John Chironna

Biographical details
- Born: July 4, 1928 Plainfield, New Jersey, U.S.
- Died: October 15, 2010 (aged 82)

Playing career

Football
- 1951–1954: Bucknell
- Position(s): Guard

Coaching career (HC unless noted)

Football
- 1961–1962: Rhode Island

Baseball
- 1960–1961: Rhode Island

Head coaching record
- Overall: 4–11–3 (football) 16–15–1 (baseball)

= John Chironna =

American football and baseball coach (1928–2010)

John F. Chironna (July 4, 1928 – October 15, 2010) was an American football and baseball coach. He served as the head coach of the Rhode Island Rams football team in 1961 and 1962, compiling a record of 4–11–3. Chironna was also head coach of the Rhode Island Rams baseball program from 1960 to 1961, tallying a mark of 16–15–1.

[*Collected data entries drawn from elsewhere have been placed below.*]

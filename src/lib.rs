//! # doctalk
//!
//! Span rendering for annotated clinical text.
//!
//! An annotation service returns character ranges ("spans") over a note,
//! each tagged with a category and optional metadata. This crate turns the
//! note plus its spans into an ordered list of [`Segment`]s that covers the
//! text exactly once, each either plain or highlighted with a category
//! color and tooltip.
//!
//! ## Quick Start
//!
//! ```rust
//! use doctalk::prelude::*;
//!
//! let text = "Troponin was checked.";
//! let spans = vec![Span::new(0, 7, "test").canonical("Troponin I")];
//! let segments = render(text, &spans);
//!
//! assert_eq!(segments.len(), 2);
//! assert_eq!(segments[0].text, "Troponin");
//! assert_eq!(plain_text(&segments), text);
//! ```
//!
//! ## Core Concepts
//!
//! - **Span**: an annotation over inclusive character offsets
//! - **Segment**: a run of text, plain or highlighted
//! - **Category**: the closed set of annotation kinds and their colors
//! - **Session**: text, spans and request state for one user
//! - **`DetectClient`**: the HTTP client for the annotation API (`client`
//!   feature)

#![forbid(unsafe_code)]
#![warn(clippy::pedantic)]
#![allow(clippy::module_name_repetitions)]

pub mod category;
pub mod cells;
pub mod color;
pub mod config;
pub mod export;
pub mod logging;
pub mod render;
pub mod segment;
pub mod session;
pub mod span;
pub mod style;
pub mod sync;
pub mod terminal;
pub mod tooltip;

#[cfg(feature = "client")]
pub mod client;

/// Re-exports for convenient usage
pub mod prelude {
    pub use crate::category::{Category, CategoryStyle, DEFAULT_STYLE, style_for};
    pub use crate::color::{Color, ColorSystem, ColorTriplet};
    pub use crate::config::Config;
    pub use crate::export::{OutputFormat, to_ansi, to_html, to_json};
    pub use crate::render::render;
    pub use crate::segment::{Highlight, Segment, plain_text};
    pub use crate::session::{API_ERROR_MESSAGE, RequestOutcome, SAMPLE_TEXT, Session};
    pub use crate::span::{Span, spans_from_value};
    pub use crate::style::Style;
    pub use crate::tooltip::format_tooltip;

    #[cfg(feature = "client")]
    pub use crate::client::{ApiError, DetectClient};
}

// Re-export key types at crate root
pub use category::Category;
pub use config::{Config, ConfigError};
pub use render::render;
pub use segment::{Highlight, Segment};
pub use session::Session;
pub use span::Span;

#[cfg(feature = "client")]
pub use client::{ApiError, DetectClient};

Born in Plainfield, New Jersey, Chironna was raised in Westfield, New Jersey and played football and basketball at Westfield High School. He then played both sports at Bucknell University and was named an All-East selection three times. Chironna was inducted into the Bucknell Hall of Fame in 1984 and was named to Bucknell's "Football Team of the Century" in 1996.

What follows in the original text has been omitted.